– Вернуть Кюхельбекера!
– Кюхельбекера!..
В кромешной тьме грохочут парты, неистово стучат об пол десятки ног, и громче всех усердствует Лев Пушкин:
– За что уволили Кюхельбекера? Вернуть Кюхельбекера!..
Гувернеры и дядьки бегали по коридору со свечами, но едва они проникали в класс, свечи у них тотчас тушили, и по всему этажу летел тот же крик:
– Кюхельбекера!
Крик уже перекинулся в соседние классы, и там тоже откликались яростным эхом парты.
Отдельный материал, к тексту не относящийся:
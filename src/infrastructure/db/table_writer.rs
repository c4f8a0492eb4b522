//! Full-table replace into PostgreSQL or SQLite.
//!
//! The writer only parses the URL up front. The connection is opened inside
//! `replace_table`, used for one transaction (drop, create, insert) and
//! closed again, so a run that fails before loading never touches the
//! database.

use std::collections::HashMap;
use std::str::FromStr;

use async_trait::async_trait;
use sqlx::postgres::{PgConnectOptions, PgPoolOptions};
use sqlx::sqlite::{SqliteConnectOptions, SqlitePoolOptions};
use tracing::{debug, info};

use super::TableSink;
use crate::domain::error::{EtlError, Result};
use crate::domain::table::{Cell, ColumnType, Table};

#[derive(Debug, Clone, Copy, PartialEq, Eq)]
pub enum Dialect {
    Postgres,
    Sqlite,
}

impl Dialect {
    fn type_name(self, column_type: ColumnType) -> &'static str {
        match (self, column_type) {
            (Dialect::Postgres, ColumnType::Integer) => "BIGINT",
            (Dialect::Postgres, ColumnType::Float) => "DOUBLE PRECISION",
            (Dialect::Sqlite, ColumnType::Integer) => "INTEGER",
            (Dialect::Sqlite, ColumnType::Float) => "REAL",
            (_, ColumnType::Text) => "TEXT",
        }
    }

    fn placeholder(self, position: usize) -> String {
        match self {
            Dialect::Postgres => format!("${}", position),
            Dialect::Sqlite => "?".to_string(),
        }
    }
}

/// Splits off the scheme and drops SQLAlchemy driver suffixes
/// (`postgresql+psycopg2://` becomes `postgresql://`).
pub fn parse_database_url(raw: &str) -> Result<(Dialect, String)> {
    let raw = raw.trim();
    let (scheme, rest) = raw.split_once(':').ok_or_else(|| {
        EtlError::Config("DATABASE_URL has no scheme (expected postgresql:// or sqlite:)".to_string())
    })?;
    let base_scheme = scheme.split('+').next().unwrap_or(scheme).to_ascii_lowercase();

    let dialect = match base_scheme.as_str() {
        "postgres" | "postgresql" => Dialect::Postgres,
        "sqlite" => Dialect::Sqlite,
        other => {
            return Err(EtlError::Config(format!(
                "Unsupported database scheme '{}' in DATABASE_URL",
                other
            )))
        }
    };

    Ok((dialect, format!("{}:{}", base_scheme, rest)))
}

pub fn quote_ident(name: &str) -> String {
    format!("\"{}\"", name.replace('"', "\"\""))
}

pub fn create_table_sql(dialect: Dialect, name: &str, table: &Table) -> String {
    let columns: Vec<String> = table
        .columns
        .iter()
        .zip(table.column_types())
        .map(|(column, column_type)| {
            format!("{} {}", quote_ident(column), dialect.type_name(column_type))
        })
        .collect();
    format!("CREATE TABLE {} ({})", quote_ident(name), columns.join(", "))
}

pub fn insert_sql(dialect: Dialect, name: &str, columns: &[String]) -> String {
    let names: Vec<String> = columns.iter().map(|c| quote_ident(c)).collect();
    let placeholders: Vec<String> = (1..=columns.len())
        .map(|i| dialect.placeholder(i))
        .collect();
    format!(
        "INSERT INTO {} ({}) VALUES ({})",
        quote_ident(name),
        names.join(", "),
        placeholders.join(", ")
    )
}

/// First pair of column names that only differ by ASCII case. SQLite treats
/// such identifiers as the same column.
fn case_folded_duplicate(columns: &[String]) -> Option<(&str, &str)> {
    let mut seen: HashMap<String, &str> = HashMap::new();
    for column in columns {
        if let Some(previous) = seen.insert(column.to_ascii_lowercase(), column.as_str()) {
            return Some((previous, column.as_str()));
        }
    }
    None
}

fn drop_table_sql(name: &str) -> String {
    format!("DROP TABLE IF EXISTS {}", quote_ident(name))
}

/// A cell converted to the storage class of its column.
#[derive(Debug, Clone, PartialEq)]
enum BoundValue {
    Integer(Option<i64>),
    Float(Option<f64>),
    Text(Option<String>),
}

fn bind_value(cell: Option<&Cell>, column_type: ColumnType) -> BoundValue {
    match column_type {
        ColumnType::Integer => BoundValue::Integer(cell.and_then(Cell::as_i64)),
        ColumnType::Float => BoundValue::Float(cell.and_then(Cell::as_f64)),
        ColumnType::Text => BoundValue::Text(cell.map(Cell::as_text)),
    }
}

fn bound_rows(table: &Table) -> Vec<Vec<BoundValue>> {
    let types = table.column_types();
    table
        .rows
        .iter()
        .map(|row| {
            types
                .iter()
                .enumerate()
                .map(|(i, column_type)| bind_value(row.get(i).and_then(Option::as_ref), *column_type))
                .collect()
        })
        .collect()
}

/// Drop, create and fill `$name` in one transaction on `$pool`.
/// A macro because the query types differ per driver.
macro_rules! write_table {
    ($pool:expr, $dialect:expr, $name:expr, $table:expr) => {{
        let insert = insert_sql($dialect, $name, &$table.columns);
        let mut tx = $pool
            .begin()
            .await
            .map_err(|e| EtlError::Load(format!("Failed to begin transaction: {}", e)))?;

        sqlx::query(&drop_table_sql($name))
            .execute(&mut *tx)
            .await
            .map_err(|e| EtlError::Load(format!("Failed to drop table '{}': {}", $name, e)))?;
        sqlx::query(&create_table_sql($dialect, $name, $table))
            .execute(&mut *tx)
            .await
            .map_err(|e| EtlError::Load(format!("Failed to create table '{}': {}", $name, e)))?;

        let mut affected: u64 = 0;
        for row in bound_rows($table) {
            let mut query = sqlx::query(&insert);
            for value in row {
                query = match value {
                    BoundValue::Integer(v) => query.bind(v),
                    BoundValue::Float(v) => query.bind(v),
                    BoundValue::Text(v) => query.bind(v),
                };
            }
            let res = query
                .execute(&mut *tx)
                .await
                .map_err(|e| EtlError::Load(format!("Failed to insert into '{}': {}", $name, e)))?;
            affected += res.rows_affected();
        }

        tx.commit()
            .await
            .map_err(|e| EtlError::Load(format!("Failed to commit transaction: {}", e)))?;
        affected
    }};
}

pub struct SqlTableWriter {
    dialect: Dialect,
    url: String,
}

impl SqlTableWriter {
    pub fn new(database_url: &str) -> Result<Self> {
        let (dialect, url) = parse_database_url(database_url)?;
        Ok(Self { dialect, url })
    }

    async fn replace_postgres(&self, name: &str, table: &Table) -> Result<u64> {
        let options = PgConnectOptions::from_str(&self.url)
            .map_err(|e| EtlError::Config(format!("Invalid PostgreSQL URL: {}", e)))?;
        let pool = PgPoolOptions::new()
            .max_connections(1)
            .connect_with(options)
            .await
            .map_err(|e| EtlError::Load(format!("Failed to connect to PostgreSQL: {}", e)))?;

        let affected = write_table!(pool, self.dialect, name, table);
        pool.close().await;
        Ok(affected)
    }

    async fn replace_sqlite(&self, name: &str, table: &Table) -> Result<u64> {
        let options = SqliteConnectOptions::from_str(&self.url)
            .map_err(|e| EtlError::Config(format!("Invalid SQLite URL: {}", e)))?
            .create_if_missing(true);
        let pool = SqlitePoolOptions::new()
            .max_connections(1)
            .connect_with(options)
            .await
            .map_err(|e| EtlError::Load(format!("Failed to open SQLite database: {}", e)))?;

        let affected = write_table!(pool, self.dialect, name, table);
        pool.close().await;
        Ok(affected)
    }
}

#[async_trait]
impl TableSink for SqlTableWriter {
    async fn replace_table(&self, name: &str, table: &Table) -> Result<u64> {
        if table.columns.is_empty() {
            return Err(EtlError::Load(format!(
                "Refusing to create table '{}' without columns",
                name
            )));
        }

        if self.dialect == Dialect::Sqlite {
            if let Some((first, second)) = case_folded_duplicate(&table.columns) {
                return Err(EtlError::Load(format!(
                    "Columns '{}' and '{}' of table '{}' differ only by case, which SQLite cannot store",
                    first, second, name
                )));
            }
        }

        debug!(
            table = %name,
            columns = table.columns.len(),
            rows = table.row_count(),
            dialect = ?self.dialect,
            "Replacing table"
        );

        let affected = match self.dialect {
            Dialect::Postgres => self.replace_postgres(name, table).await?,
            Dialect::Sqlite => self.replace_sqlite(name, table).await?,
        };

        info!(table = %name, rows = affected, "Table replaced");
        Ok(affected)
    }
}
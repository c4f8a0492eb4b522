pub mod analytics;
pub mod google_auth;
pub mod typeform;

#[cfg(test)]
pub(crate) mod stub_server;

use crate::domain::error::Result;
use crate::domain::report::{ReportRequest, ReportResult};
use crate::domain::survey::ResponsePage;
use async_trait::async_trait;

pub use analytics::AnalyticsClient;
pub use typeform::TypeformClient;

#[async_trait]
pub trait ReportSource {
    async fn run_report(&self, request: &ReportRequest) -> Result<ReportResult>;
}

#[async_trait]
pub trait ResponseSource {
    async fn fetch_responses(&self, form_id: &str, page_size: u32) -> Result<ResponsePage>;
}

fn join_url(base_url: &str, path: &str) -> String {
    if base_url.ends_with('/') {
        format!("{}{}", base_url, path.trim_start_matches('/'))
    } else {
        format!("{}/{}", base_url, path.trim_start_matches('/'))
    }
}
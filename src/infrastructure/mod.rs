pub mod api_clients;
pub mod config;
pub mod db;
pub mod security;
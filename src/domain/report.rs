use chrono::{Duration, NaiveDate};

pub const ANALYTICS_TABLE: &str = "google_analytics_data";

pub const REPORT_DIMENSIONS: [&str; 6] = [
    "date",
    "city",
    "country",
    "deviceCategory",
    "sessionSource",
    "sessionMedium",
];

pub const REPORT_METRICS: [&str; 9] = [
    "totalUsers",
    "newUsers",
    "activeUsers",
    "sessions",
    "engagedSessions",
    "averageSessionDuration",
    "screenPageViews",
    "conversions",
    "totalRevenue",
];

/// Days covered by the rolling report window, ending today.
pub const LOOKBACK_DAYS: i64 = 30;

#[derive(Debug, Clone, PartialEq, Eq)]
pub struct DateRange {
    pub start_date: String,
    pub end_date: String,
}

impl DateRange {
    pub fn trailing_days(today: NaiveDate, days: i64) -> Self {
        let start = today - Duration::days(days);
        Self {
            start_date: start.format("%Y-%m-%d").to_string(),
            end_date: "today".to_string(),
        }
    }
}

#[derive(Debug, Clone, PartialEq, Eq)]
pub struct ReportRequest {
    pub property_id: String,
    pub dimensions: Vec<String>,
    pub metrics: Vec<String>,
    pub date_range: DateRange,
}

impl ReportRequest {
    /// The fixed traffic report: 6 dimensions, 9 metrics, last 30 days.
    pub fn traffic(property_id: &str, today: NaiveDate) -> Self {
        Self {
            property_id: property_id.to_string(),
            dimensions: REPORT_DIMENSIONS.iter().map(|d| d.to_string()).collect(),
            metrics: REPORT_METRICS.iter().map(|m| m.to_string()).collect(),
            date_range: DateRange::trailing_days(today, LOOKBACK_DAYS),
        }
    }

    pub fn property(&self) -> String {
        format!("properties/{}", self.property_id)
    }

    /// Dimension names followed by metric names.
    pub fn header(&self) -> Vec<String> {
        self.dimensions
            .iter()
            .chain(self.metrics.iter())
            .cloned()
            .collect()
    }
}

#[derive(Debug, Clone, Default, PartialEq, Eq)]
pub struct ReportRow {
    pub dimension_values: Vec<String>,
    pub metric_values: Vec<String>,
}

#[derive(Debug, Clone, Default, PartialEq, Eq)]
pub struct ReportResult {
    pub rows: Vec<ReportRow>,
    /// Total rows the API says match the query, which may exceed `rows`.
    pub row_count: Option<u64>,
}
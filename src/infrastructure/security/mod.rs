pub mod keyring;
use std::sync::Arc;

use tracing::info;

use crate::application::use_cases::report_flattener::flatten_report;
use crate::domain::error::Result;
use crate::domain::report::{ReportRequest, ANALYTICS_TABLE};
use crate::infrastructure::api_clients::ReportSource;
use crate::infrastructure::db::TableSink;

use super::LoadOutcome;

/// Fetches the traffic report and replaces `google_analytics_data` with it.
pub struct AnalyticsPipeline {
    source: Arc<dyn ReportSource + Send + Sync>,
    sink: Arc<dyn TableSink + Send + Sync>,
}

impl AnalyticsPipeline {
    pub fn new(
        source: Arc<dyn ReportSource + Send + Sync>,
        sink: Arc<dyn TableSink + Send + Sync>,
    ) -> Self {
        Self { source, sink }
    }

    pub async fn execute(&self, request: &ReportRequest) -> Result<LoadOutcome> {
        let result = self.source.run_report(request).await?;

        if result.rows.is_empty() {
            info!(
                property = %request.property(),
                "Report returned no rows; leaving {} untouched",
                ANALYTICS_TABLE
            );
            return Ok(LoadOutcome::skipped(ANALYTICS_TABLE));
        }

        let table = flatten_report(request, &result.rows)?;
        let rows_written = self.sink.replace_table(ANALYTICS_TABLE, &table).await?;

        info!(table = ANALYTICS_TABLE, rows = rows_written, "Analytics data loaded");
        Ok(LoadOutcome::written(ANALYTICS_TABLE, rows_written))
    }
}

#[cfg(test)]
mod tests {
    use super::*;
    use crate::application::use_cases::fakes::{FixedReport, RecordingSink};
    use crate::domain::error::EtlError;
    use crate::domain::report::{ReportResult, ReportRow, REPORT_DIMENSIONS, REPORT_METRICS};
    use chrono::NaiveDate;

    fn request() -> ReportRequest {
        ReportRequest::traffic("42", NaiveDate::from_ymd_opt(2024, 6, 30).unwrap())
    }

    fn row(date: &str) -> ReportRow {
        ReportRow {
            dimension_values: vec![
                date.to_string(),
                "Lisbon".to_string(),
                "Portugal".to_string(),
                "desktop".to_string(),
                "google".to_string(),
                "cpc".to_string(),
            ],
            metric_values: (0..9).map(|i| i.to_string()).collect(),
        }
    }

    fn pipeline(
        result: Result<ReportResult>,
    ) -> (AnalyticsPipeline, Arc<RecordingSink>) {
        let sink = Arc::new(RecordingSink::default());
        let pipeline = AnalyticsPipeline::new(Arc::new(FixedReport(result)), sink.clone());
        (pipeline, sink)
    }

    #[tokio::test]
    async fn test_loads_every_fetched_row() {
        let rows = vec![row("20240601"), row("20240602"), row("20240603")];
        let (pipeline, sink) = pipeline(Ok(ReportResult {
            rows,
            row_count: Some(3),
        }));

        let outcome = pipeline.execute(&request()).await.unwrap();

        assert_eq!(outcome.rows_written, 3);
        assert!(outcome.written);
        let writes = sink.writes();
        assert_eq!(writes.len(), 1);
        assert_eq!(writes[0].0, "google_analytics_data");
        assert_eq!(writes[0].1.row_count(), 3);
    }

    #[tokio::test]
    async fn test_column_order_is_dimensions_then_metrics() {
        let (pipeline, sink) = pipeline(Ok(ReportResult {
            rows: vec![row("20240601")],
            row_count: None,
        }));

        pipeline.execute(&request()).await.unwrap();

        let expected: Vec<String> = REPORT_DIMENSIONS
            .iter()
            .chain(REPORT_METRICS.iter())
            .map(|s| s.to_string())
            .collect();
        assert_eq!(sink.writes()[0].1.columns, expected);
    }

    #[tokio::test]
    async fn test_zero_rows_skips_the_write() {
        let (pipeline, sink) = pipeline(Ok(ReportResult::default()));

        let outcome = pipeline.execute(&request()).await.unwrap();

        assert!(!outcome.written);
        assert_eq!(outcome.rows_written, 0);
        assert!(sink.writes().is_empty());
    }

    #[tokio::test]
    async fn test_fetch_error_propagates_without_write() {
        let (pipeline, sink) = pipeline(Err(EtlError::Fetch("403 Forbidden".to_string())));

        let err = pipeline.execute(&request()).await.unwrap_err();

        assert_eq!(err.exit_code(), 3);
        assert!(sink.writes().is_empty());
    }

    #[tokio::test]
    async fn test_misaligned_row_is_transform_error() {
        let mut bad = row("20240601");
        bad.metric_values.pop();
        let (pipeline, sink) = pipeline(Ok(ReportResult {
            rows: vec![bad],
            row_count: Some(1),
        }));

        let err = pipeline.execute(&request()).await.unwrap_err();

        assert!(matches!(err, EtlError::Transform(_)));
        assert!(sink.writes().is_empty());
    }

    #[tokio::test]
    async fn test_load_error_propagates() {
        let sink = Arc::new(RecordingSink::failing("connection refused"));
        let pipeline = AnalyticsPipeline::new(
            Arc::new(FixedReport(Ok(ReportResult {
                rows: vec![row("20240601")],
                row_count: Some(1),
            }))),
            sink,
        );

        let err = pipeline.execute(&request()).await.unwrap_err();

        assert!(matches!(err, EtlError::Load(_)));
    }
}
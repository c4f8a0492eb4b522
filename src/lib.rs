//! Extract-and-load jobs for marketing data.
//!
//! Two pipelines share one layout: a source behind a trait, a flattener
//! producing a [`domain::table::Table`], and a [`infrastructure::db::TableSink`]
//! that replaces the destination table in a single transaction.
//!
//! - `google_analytics`: GA4 traffic report into `google_analytics_data`.
//! - `typeform_to_sql`: form responses into `typeform_responses`.

pub mod application;
pub mod domain;
pub mod infrastructure;

use std::sync::Arc;

use tracing::info;
use tracing_subscriber::EnvFilter;

use crate::application::{AnalyticsPipeline, LoadOutcome, SurveyPipeline};
use crate::domain::error::Result;
use crate::domain::report::ReportRequest;
use crate::infrastructure::api_clients::google_auth::ServiceAccountKey;
use crate::infrastructure::api_clients::{AnalyticsClient, TypeformClient};
use crate::infrastructure::config::{AnalyticsConfig, SurveyConfig};
use crate::infrastructure::db::SqlTableWriter;

/// Installs the fmt subscriber. `RUST_LOG` overrides the `info` default.
pub fn init_tracing() {
    let filter = EnvFilter::try_from_default_env().unwrap_or_else(|_| EnvFilter::new("info"));
    let _ = tracing_subscriber::fmt().with_env_filter(filter).try_init();
}

pub async fn run_analytics(config: &AnalyticsConfig) -> Result<LoadOutcome> {
    info!(config = ?config, "Starting analytics pipeline");

    let writer = SqlTableWriter::new(&config.database_url)?;
    let credentials = ServiceAccountKey::from_file(&config.credentials_path)?;
    let client = AnalyticsClient::new(credentials, &config.api_base_url);

    let request = ReportRequest::traffic(
        &config.property_id,
        chrono::Local::now().date_naive(),
    );
    AnalyticsPipeline::new(Arc::new(client), Arc::new(writer))
        .execute(&request)
        .await
}

pub async fn run_survey(config: &SurveyConfig) -> Result<LoadOutcome> {
    info!(config = ?config, "Starting survey pipeline");

    let writer = SqlTableWriter::new(&config.database_url)?;
    let client = TypeformClient::new(&config.api_token, &config.api_base_url);

    SurveyPipeline::new(Arc::new(client), Arc::new(writer))
        .execute(&config.form_id, config.page_size)
        .await
}
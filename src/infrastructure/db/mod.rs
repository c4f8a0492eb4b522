pub mod table_writer;

use crate::domain::error::Result;
use crate::domain::table::Table;
use async_trait::async_trait;

pub use table_writer::SqlTableWriter;

/// Destination for a flattened table.
#[async_trait]
pub trait TableSink {
    /// Drops `name` if it exists and recreates it holding exactly `table`.
    async fn replace_table(&self, name: &str, table: &Table) -> Result<u64>;
}
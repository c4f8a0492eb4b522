use crate::domain::error::{EtlError, Result};
use keyring::Entry;

const KEYCHAIN_PREFIX: &str = "keychain:";
const ENV_PREFIX: &str = "env:";

pub struct KeyringManager {
    service: String,
}

impl KeyringManager {
    pub fn new(service: &str) -> Self {
        Self {
            service: service.to_string(),
        }
    }

    pub fn get_secret(&self, key: &str) -> Result<String> {
        let entry = Entry::new(&self.service, key)
            .map_err(|e| EtlError::Config(format!("Failed to create keychain entry: {}", e)))?;

        entry.get_password().map_err(|e| {
            EtlError::Config(format!(
                "Failed to read '{}' from keychain service '{}': {}",
                key, self.service, e
            ))
        })
    }

    /// Resolves a configured secret value.
    ///
    /// - `keychain:name` reads `name` from the OS keychain
    /// - `env:VAR` reads another environment variable
    /// - anything else is returned as-is
    pub fn resolve(&self, variable: &str, value: &str) -> Result<String> {
        let resolved = if let Some(key) = value.strip_prefix(KEYCHAIN_PREFIX) {
            self.get_secret(key)?
        } else if let Some(env_key) = value.strip_prefix(ENV_PREFIX) {
            std::env::var(env_key).map_err(|_| {
                EtlError::Config(format!(
                    "{} refers to environment variable '{}', which is not set",
                    variable, env_key
                ))
            })?
        } else {
            value.to_string()
        };

        if resolved.trim().is_empty() {
            return Err(EtlError::Config(format!("{} resolved to an empty value", variable)));
        }
        Ok(resolved)
    }
}
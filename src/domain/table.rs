//! In-memory tabular model shared by both pipelines.
//!
//! A `Table` is an ordered header plus rows of optional cells aligned to that
//! header. A `None` cell is written as SQL NULL.

use std::fmt;

#[derive(Debug, Clone, PartialEq)]
pub enum Cell {
    Text(String),
    Integer(i64),
    Float(f64),
}

impl Cell {
    pub fn as_text(&self) -> String {
        match self {
            Cell::Text(s) => s.clone(),
            Cell::Integer(i) => i.to_string(),
            Cell::Float(f) => f.to_string(),
        }
    }

    pub fn as_f64(&self) -> Option<f64> {
        match self {
            Cell::Integer(i) => Some(*i as f64),
            Cell::Float(f) => Some(*f),
            Cell::Text(_) => None,
        }
    }

    pub fn as_i64(&self) -> Option<i64> {
        match self {
            Cell::Integer(i) => Some(*i),
            _ => None,
        }
    }

    /// Converts a JSON number, keeping integral values as `Integer`.
    pub fn from_number(n: &serde_json::Number) -> Self {
        if let Some(i) = n.as_i64() {
            Cell::Integer(i)
        } else if let Some(f) = n.as_f64() {
            Cell::Float(f)
        } else {
            Cell::Text(n.to_string())
        }
    }
}

impl From<&str> for Cell {
    fn from(value: &str) -> Self {
        Cell::Text(value.to_string())
    }
}

impl From<String> for Cell {
    fn from(value: String) -> Self {
        Cell::Text(value)
    }
}

/// Storage class of a column, inferred from the cells it holds.
#[derive(Debug, Clone, Copy, PartialEq, Eq)]
pub enum ColumnType {
    Integer,
    Float,
    Text,
}

impl fmt::Display for ColumnType {
    fn fmt(&self, f: &mut fmt::Formatter<'_>) -> fmt::Result {
        match self {
            ColumnType::Integer => write!(f, "integer"),
            ColumnType::Float => write!(f, "float"),
            ColumnType::Text => write!(f, "text"),
        }
    }
}

#[derive(Debug, Clone, Default, PartialEq)]
pub struct Table {
    pub columns: Vec<String>,
    pub rows: Vec<Vec<Option<Cell>>>,
}

impl Table {
    pub fn new(columns: Vec<String>) -> Self {
        Self {
            columns,
            rows: Vec::new(),
        }
    }

    pub fn row_count(&self) -> usize {
        self.rows.len()
    }

    pub fn is_empty(&self) -> bool {
        self.rows.is_empty()
    }

    /// Appends a row, padding short rows with nulls. Extra cells are dropped.
    pub fn push_row(&mut self, mut row: Vec<Option<Cell>>) {
        row.resize(self.columns.len(), None);
        self.rows.push(row);
    }

    pub fn column_type(&self, index: usize) -> ColumnType {
        let mut inferred: Option<ColumnType> = None;
        for cell in self.rows.iter().filter_map(|row| row.get(index)?.as_ref()) {
            let kind = match cell {
                Cell::Integer(_) => ColumnType::Integer,
                Cell::Float(_) => ColumnType::Float,
                Cell::Text(_) => return ColumnType::Text,
            };
            inferred = Some(match (inferred, kind) {
                (None, k) => k,
                (Some(ColumnType::Integer), ColumnType::Integer) => ColumnType::Integer,
                _ => ColumnType::Float,
            });
        }
        inferred.unwrap_or(ColumnType::Text)
    }

    pub fn column_types(&self) -> Vec<ColumnType> {
        (0..self.columns.len()).map(|i| self.column_type(i)).collect()
    }
}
По лестнице вприпрыжку поднимался Яков Васильевич Толмачев В сопровождении дядек инспектор тщетно пытался проникнуть в закрытые двери второго класса, откуда громче всех голосов раздавался голос Пушкина:
– Кюхельбекера!
Было похоже, что в пансионе начинается бунт. Но даже мысленно Яков Васильевич не решился бы произнести такое слово. Между тем экстраординарное происшествие привлекало все больше любопытных. Только петербургский Феб, по-зимнему заспавшись, все еще медлил заглянуть в пансионские окна в этот ранний час, положенный для первой лекции. Да если бы и поторопился Феб, все равно не заглянуть бы ему в окна того класса, в котором происходили необыкновенные события. Второклассники опустили на окнах шторы и, погасив казенные свечи, воздвигали у дверей внутренний бастион. На тот неприступный бастион пошли парты и – страшно сказать – даже кафедра просвещения!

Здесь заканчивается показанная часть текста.